### Problem to work on
Output everything in the listing exactly.

### Record excerpts
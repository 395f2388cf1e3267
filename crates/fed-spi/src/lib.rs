//! # fed-spi
//!
//! Back-end authentication adapters (PKI, LDAP, RADIUS, SMS and the like)
//! plug into the federation server through this crate.
//!
//! ## Design
//!
//! - [`AuthAdapter`] - capability implemented by every adapter
//! - [`AdapterFactory`] - creates adapters of one kind
//! - [`AdapterRegistry`] - kinds registered in code, instances named in
//!   configuration, selected by assurance level
//! - [`AdapterResponse`] - signed result handed back to the protocol layer

#![forbid(unsafe_code)]
#![deny(missing_docs)]

pub mod adapter;
pub mod error;
pub mod registry;
pub mod response;

pub use adapter::{
    AdapterChallenge, AdapterFactory, AdapterOutcome, AdapterRequest, AdapterSettings,
    AuthAdapter, ResultCode,
};
pub use error::{SpiError, SpiResult};
pub use registry::{AdapterRegistry, ConfiguredAdapter, RejectedAdapter};
pub use response::AdapterResponse;
//! Process configuration.
//!
//! Only where to listen and where the federation file lives come from the
//! environment. Everything about partners, keys and timeouts is in the
//! federation file (see [`fed_core::config`]).

use std::path::PathBuf;

/// Server configuration.
#[derive(Debug, Clone)]
pub struct ServerConfig {
    /// Host to bind to.
    pub host: String,

    /// Port to bind to.
    pub port: u16,

    /// Path to the federation TOML file.
    pub federation_config: PathBuf,

    /// Log filter used when `RUST_LOG` is not set.
    pub log_level: String,
}

impl ServerConfig {
    /// Loads configuration from environment variables, honouring a `.env`
    /// file in the working directory.
    ///
    /// | Variable | Default |
    /// |---|---|
    /// | `FED_HOST` | `0.0.0.0` |
    /// | `FED_PORT` | `8080` |
    /// | `FED_CONFIG` | `federation.toml` |
    /// | `RUST_LOG` | `info` |
    ///
    /// # Errors
    ///
    /// Returns an error if `FED_PORT` is set but is not a port number.
    pub fn from_env() -> anyhow::Result<Self> {
        let _ = dotenvy::dotenv();

        let host = std::env::var("FED_HOST").unwrap_or_else(|_| "0.0.0.0".to_string());
        let port = match std::env::var("FED_PORT") {
            Ok(raw) => raw
                .parse()
                .map_err(|e| anyhow::anyhow!("FED_PORT={raw} is not a port: {e}"))?,
            Err(_) => 8080,
        };
        let federation_config = std::env::var("FED_CONFIG")
            .map_or_else(|_| PathBuf::from("federation.toml"), PathBuf::from);
        let log_level = std::env::var("RUST_LOG").unwrap_or_else(|_| "info".to_string());

        Ok(Self {
            host,
            port,
            federation_config,
            log_level,
        })
    }

    /// Configuration for tests: loopback, ephemeral port.
    #[must_use]
    pub fn for_testing(federation_config: impl Into<PathBuf>) -> Self {
        Self {
            host: "127.0.0.1".to_string(),
            port: 0,
            federation_config: federation_config.into(),
            log_level: "debug".to_string(),
        }
    }

    /// `host:port` to bind.
    #[must_use]
    pub fn bind_address(&self) -> String {
        format!("{}:{}", self.host, self.port)
    }
}

impl Default for ServerConfig {
    fn default() -> Self {
        Self {
            host: "0.0.0.0".to_string(),
            port: 8080,
            federation_config: PathBuf::from("federation.toml"),
            log_level: "info".to_string(),
        }
    }
}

### Answer box
repository 395f2388cf1e3267
filename crates/fed-spi/src/lib.rs
//! # fed-spi
//!
//! Back-end authentication adapters (PKI, LDAP, RADIUS, SMS and the like)
//! plug into the federation server through this crate.
//!
//! ## Design
//!
//! - [`AuthAdapter`] - capability implemented by every adapter
//! - [`AdapterFactory`] - creates adapters of one kind
//! - [`AdapterRegistry`] - kinds registered in code, instances named in
//!   configuration, selected by assurance level
//! - [`AdapterResponse`] - signed result handed back to the protocol layer

#![forbid(unsafe_code)]
#![deny(missing_docs)]

pub mod adapter;
pub mod error;
pub mod registry;
pub mod response;

pub use adapter::{
    AdapterChallenge, AdapterFactory, AdapterOutcome, AdapterRequest, AdapterSettings,
    AuthAdapter, ResultCode,
};
pub use error::{SpiError, SpiResult};
pub use registry::{AdapterRegistry, ConfiguredAdapter, RejectedAdapter};
pub use response::AdapterResponse;
//! Process configuration.
//!
//! Only where to listen and where the federation file lives come from the
//! environment. Everything about partners, keys and timeouts is in the
//! federation file (see [`fed_core::config`]).

use std::path::PathBuf;

/// Server configuration.
#[derive(Debug, Clone)]
pub struct ServerConfig {
    /// Host to bind to.
    pub host: String,

    /// Port to bind to.
    pub port: u16,

    /// Path to the federation TOML file.
    pub federation_config: PathBuf,

    /// Log filter used when `RUST_LOG` is not set.
    pub log_level: String,
}

impl ServerConfig {
    /// Loads configuration from environment variables, honouring a `.env`
    /// file in the working directory.
    ///
    /// | Variable | Default |
    /// |---|---|
    /// | `FED_HOST` | `0.0.0.0` |
    /// | `FED_PORT` | `8080` |
    /// | `FED_CONFIG` | `federation.toml` |
    /// | `RUST_LOG` | `info` |
    ///
    /// # Errors
    ///
    /// Returns an error if `FED_PORT` is set but is not a port number.
    pub fn from_env() -> anyhow::Result<Self> {
        let _ = dotenvy::dotenv();

        let host = std::env::var("FED_HOST").unwrap_or_else(|_| "0.0.0.0".to_string());
        let port = match std::env::var("FED_PORT") {
            Ok(raw) => raw
                .parse()
                .map_err(|e| anyhow::anyhow!("FED_PORT={raw} is not a port: {e}"))?,
            Err(_) => 8080,
        };
        let federation_config = std::env::var("FED_CONFIG")
            .map_or_else(|_| PathBuf::from("federation.toml"), PathBuf::from);
        let log_level = std::env::var("RUST_LOG").unwrap_or_else(|_| "info".to_string());

        Ok(Self {
            host,
            port,
            federation_config,
            log_level,
        })
    }

    /// Configuration for tests: loopback, ephemeral port.
    #[must_use]
    pub fn for_testing(federation_config: impl Into<PathBuf>) -> Self {
        Self {
            host: "127.0.0.1".to_string(),
            port: 0,
            federation_config: federation_config.into(),
            log_level: "debug".to_string(),
        }
    }

    /// `host:port` to bind.
    #[must_use]
    pub fn bind_address(&self) -> String {
        format!("{}:{}", self.host, self.port)
    }
}

impl Default for ServerConfig {
    fn default() -> Self {
        Self {
            host: "0.0.0.0".to_string(),
            port: 8080,
            federation_config: PathBuf::from("federation.toml"),
            log_level: "info".to_string(),
        }
    }
}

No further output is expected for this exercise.